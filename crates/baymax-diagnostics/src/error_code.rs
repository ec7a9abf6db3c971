//! Baymax error codes following a structured numbering system
//!
//! Error code ranges:
//! - BMX0001-BMX0099: Directory errors (listing patient records)
//! - BMX0100-BMX0199: Summary errors (clinical summary fetch)
//! - BMX0200-BMX0299: Drug order errors (primary and fallback submission)
//! - BMX0300-BMX0399: Assessment errors (discharge, AI summary)
//! - BMX0400-BMX0499: System errors (network, configuration, upload)

use serde::{Deserialize, Serialize};
use std::collections::HashMap;
use std::fmt;
use std::sync::LazyLock;

/// Error code identifier
#[derive(Debug, Clone, Copy, PartialEq, Eq, Hash, Serialize, Deserialize)]
pub struct ErrorCode(u16);

impl ErrorCode {
    /// Create a new error code
    pub const fn new(code: u16) -> Self {
        Self(code)
    }

    /// Get error information for this code
    pub fn info(&self) -> &'static ErrorInfo {
        ERROR_INFO.get(&self.0).unwrap_or(&UNKNOWN_ERROR)
    }
}

impl fmt::Display for ErrorCode {
    fn fmt(&self, f: &mut fmt::Formatter<'_>) -> fmt::Result {
        write!(f, "BMX{:04}", self.0)
    }
}

/// Information about an error code
#[derive(Debug, Clone)]
pub struct ErrorInfo {
    /// Short description of the error
    pub description: &'static str,
    /// Detailed help text
    pub help: Option<&'static str>,
}

impl ErrorInfo {
    const fn new(description: &'static str) -> Self {
        Self {
            description,
            help: None,
        }
    }

    const fn with_help(mut self, help: &'static str) -> Self {
        self.help = Some(help);
        self
    }
}

static UNKNOWN_ERROR: ErrorInfo = ErrorInfo::new("Unknown error");

static ERROR_INFO: LazyLock<HashMap<u16, ErrorInfo>> = LazyLock::new(|| {
    let mut map = HashMap::new();

    // Directory errors (0001-0099)
    map.insert(1, ErrorInfo::new("Patient directory request failed")
        .with_help("Check that the API URL is reachable (--api-url or BAYMAX_API_BASE_URL)"));
    map.insert(2, ErrorInfo::new("Patient directory returned an error status"));
    map.insert(3, ErrorInfo::new("Invalid JSON response from server")
        .with_help("The directory endpoint must return {\"patient_files\": [...]}"));
    map.insert(4, ErrorInfo::new("Unknown patient identifier"));

    // Summary errors (0100-0199)
    map.insert(100, ErrorInfo::new("Failed to load summary"));

    // Drug order errors (0200-0299)
    map.insert(200, ErrorInfo::new("Failed to check drug interaction")
        .with_help("Both the primary and the fallback endpoint failed; the typed drug name was kept"));
    map.insert(201, ErrorInfo::new("Drug name is blank"));

    // Assessment errors (0300-0399)
    map.insert(300, ErrorInfo::new("Failed to evaluate discharge"));
    map.insert(301, ErrorInfo::new("Failed to generate summary"));

    // System errors (0400-0499)
    map.insert(400, ErrorInfo::new("Internal error"));
    map.insert(402, ErrorInfo::new("Configuration error")
        .with_help("The API URL must be an absolute http(s) URL"));
    map.insert(404, ErrorInfo::new("Upload rejected")
        .with_help("Only .json patient record files can be uploaded"));
    map.insert(405, ErrorInfo::new("Upload failed"));

    map
});

// Directory errors
pub const BMX0001: ErrorCode = ErrorCode::new(1);
pub const BMX0002: ErrorCode = ErrorCode::new(2);
pub const BMX0003: ErrorCode = ErrorCode::new(3);
pub const BMX0004: ErrorCode = ErrorCode::new(4);

// Summary errors
pub const BMX0100: ErrorCode = ErrorCode::new(100);

// Drug order errors
pub const BMX0200: ErrorCode = ErrorCode::new(200);
pub const BMX0201: ErrorCode = ErrorCode::new(201);

// Assessment errors
pub const BMX0300: ErrorCode = ErrorCode::new(300);
pub const BMX0301: ErrorCode = ErrorCode::new(301);

// System errors
pub const BMX0400: ErrorCode = ErrorCode::new(400);
pub const BMX0402: ErrorCode = ErrorCode::new(402);
pub const BMX0404: ErrorCode = ErrorCode::new(404);
pub const BMX0405: ErrorCode = ErrorCode::new(405);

========================================================================

» **WHAT YOU SHOULD DO**:
Filter the material above down to the lines that hold the word "Serialize".

» **THE ANSWER**:
use serde::{Deserialize, Serialize};
#[derive(Debug, Clone, Copy, PartialEq, Eq, Hash, Serialize, Deserialize)]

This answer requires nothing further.